Glossario · Terminologia

Smaltatura

Sinonimi: smalto a fuoco · enamel dial · quadrante smaltato

Definizione

La smaltatura è una delle poche lavorazioni in orologeria che non perdona: ogni imperfezione è visibile, ogni cottura è irreversibile. Si tratta di fondere ossidi metallici vetrosi su una superficie solida — quasi sempre rame, oro o argento — attraverso una o più cotture in forno. Il risultato è un materiale che non sbiadisce, non si graffia con la stessa facilità del laccato, e mantiene la cromia per secoli se trattato bene.

La distinzione fondamentale è tra grand feu e petit feu. Il grand feu cuoce a temperature superiori agli 800°C, spesso oltre i 900°C; lo smalto si vetrifica completamente e si lega alla base in modo permanente. Il petit feu lavora a temperature inferiori, intorno ai 500-600°C, ed è usato per dettagli sovrapposti — testi, numerali, decorazioni secondarie — che non reggerebbero una seconda cottura ad alta temperatura senza fondere o scorrere. Nel Breguet Classique Souscription 2025, ad esempio, il fondo bianco è grand feu, i numerali arabi neri sono petit feu: due materiali, due cotture, due regimi termici diversi sullo stesso quadrante.

Dentro al grand feu esistono tecniche costruttivamente distinte. Nel cloisonné, sottili fili d'oro vengono saldati alla base per formare celle che contengono smalti di colore diverso: ogni cella è un compartimento stagno, e la linea del filo resta visibile come elemento grafico. Nel champlevé, invece, le cavità si ricavano incidendo o fresando il metallo stesso; lo smalto riempie gli incavi e la superficie metallica originale resta a vista tra un'area e l'altra. Il paillonné inserisce sottili foglie metalliche — paillons — tra strati di smalto trasparente, creando riflessi interni che cambiano con l'angolo di luce. Il flinqué applica smalto trasparente su una base guilloché: il reticolo inciso resta leggibile attraverso lo strato vitreo, con un effetto di profondità. Il plique-à-jour è la tecnica più estrema: lo smalto trasparente viene sostenuto da celle metalliche senza alcun supporto sul retro, come una vetrata. Il quadrante è permeabile alla luce. È anche fragilissimo.

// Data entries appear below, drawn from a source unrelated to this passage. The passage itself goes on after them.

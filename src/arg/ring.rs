//
// Copyright 2018 yvt, all rights reserved.
//
// This source code is a part of Nightingales.
//
//! A FIFO ring allocator whose allocations are released in bulk by serial.
use xalloc::{Ring, RingRegion};
use zangfx_common::{Serial, SerialQueue};

/// Wraps `xalloc::Ring`. Space allocated for serial `s` is reclaimed by
/// `deallocate(c)` once `s <= c`.
///
/// Serials passed to `allocate` must be non-decreasing.
#[derive(Debug)]
pub struct RingBufferAllocator {
    ring: Ring<u32>,
    in_flight: SerialQueue<RingRegion<u32>>,
}

impl RingBufferAllocator {
    pub fn new(size: u32) -> Self {
        Self {
            ring: Ring::new(size),
            in_flight: SerialQueue::new(),
        }
    }

    pub fn is_empty(&self) -> bool {
        self.in_flight.is_empty()
    }

    /// Allocate `size` contiguous units for serial `serial`. Returns the
    /// start offset, or `None` if there is no room.
    pub fn allocate(&mut self, size: u32, serial: Serial) -> Option<u32> {
        assert_ne!(size, 0, "zero-sized allocation");
        let (region, offset) = self.ring.alloc_back(size)?;
        self.in_flight.enqueue(region, serial);
        Some(offset)
    }

    /// Reclaim the space of every allocation whose serial is `<= completed`.
    pub fn deallocate(&mut self, completed: Serial) {
        for region in self.in_flight.drain_up_to(completed) {
            self.ring.dealloc_front(region);
        }
    }
}

#[cfg(test)]
mod tests {
    use super::*;
    use rand::prelude::*;

    #[test]
    fn fill_and_reclaim() {
        let mut ring = RingBufferAllocator::new(16);
        assert_eq!(ring.allocate(4, Serial(1)), Some(0));
        assert_eq!(ring.allocate(4, Serial(2)), Some(4));
        assert_eq!(ring.allocate(4, Serial(2)), Some(8));
        assert_eq!(ring.allocate(9, Serial(2)), None);

        ring.deallocate(Serial(1));
        assert!(!ring.is_empty());
        ring.deallocate(Serial(2));
        assert!(ring.is_empty());
    }

    #[test]
    fn wraps_around() {
        let mut ring = RingBufferAllocator::new(10);
        assert_eq!(ring.allocate(6, Serial(1)), Some(0));
        assert_eq!(ring.allocate(2, Serial(2)), Some(6));
        ring.deallocate(Serial(1));

        // 2 units left at the tail; 3 do not fit there
        assert_eq!(ring.allocate(3, Serial(3)), Some(0));
        ring.deallocate(Serial(3));
        assert!(ring.is_empty());
    }

    #[test]
    fn oversized_requests() {
        let mut ring = RingBufferAllocator::new(4);
        assert_eq!(ring.allocate(5, Serial(1)), None);
        assert!(ring.is_empty());
    }

    #[test]
    fn live_allocations_never_overlap() {
        let mut rng = StdRng::seed_from_u64(7);
        let mut ring = RingBufferAllocator::new(64);
        let mut live: Vec<(Serial, u32, u32)> = Vec::new();
        let mut serial = 1;
        let mut completed = 0;

        for _ in 0..5000 {
            match rng.gen_range(0..10) {
                0..=5 => {
                    let size = *[1, 3, 8, 17].choose(&mut rng).unwrap();
                    if let Some(start) = ring.allocate(size, Serial(serial)) {
                        assert!(start + size <= 64);
                        for &(_, s, e) in &live {
                            assert!(start + size <= s || e <= start);
                        }
                        live.push((Serial(serial), start, start + size));
                    }
                }
                6..=7 => serial += 1,
                _ => {
                    if completed < serial {
                        completed += 1;
                        ring.deallocate(Serial(completed));
                        live.retain(|&(s, _, _)| s > Serial(completed));
                    }
                }
            }
        }

        ring.deallocate(Serial(serial));
        assert!(ring.is_empty());
    }
}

Per un quadrante nero grand feu possono servire fino a trenta strati di pigmento, ciascuno cotto separatamente. Per un effetto fumé come il Purple Haze di H. Moser, il maestro smaltatore sfuma il pigmento a mano prima della cottura, più concentrato ai bordi, più diluito al centro. Per il disco lunare del 28MPR di Brodbeck Guillochage a Fleurier, le cotture multiple sono seguite da ore di levigatura manuale. Il coquille d'œuf — guscio d'uovo — prevede invece polvere di smalto posata a mano su superfici separate, con tensione superficiale controllata strato per strato.

Sul banco ho visto quadranti grand feu uscire dalla stessa fornace in modi completamente diversi. La temperatura è una variabile, ma lo è anche l'umidità dell'ambiente, la granulometria del pigmento, lo spessore della stesura. Non esiste automazione che sostituisca l'occhio del maestro smaltatore davanti al forno.

Domande frequenti

Qual è la differenza concreta tra grand feu e petit feu?

Il grand feu cuoce oltre 800°C e vetrifica lo smalto in modo permanente. Il petit feu lavora a 500-600°C ed è usato per dettagli sovrapposti — testi, numerali — che non reggerebbero una seconda cottura ad alta temperatura. Spesso lo stesso quadrante usa entrambe le tecniche in fasi successive.

Perché un quadrante grand feu nero è considerato difficile da realizzare?

Il nero grand feu può richiedere fino a trenta strati di pigmento, ciascuno cotto separatamente. Ogni imperfezione — bolla, ondulazione, variazione di spessore — è visibile sul fondo scuro uniforme. Non c'è texture che nasconda gli errori, a differenza di un quadrante guilloché o strutturato.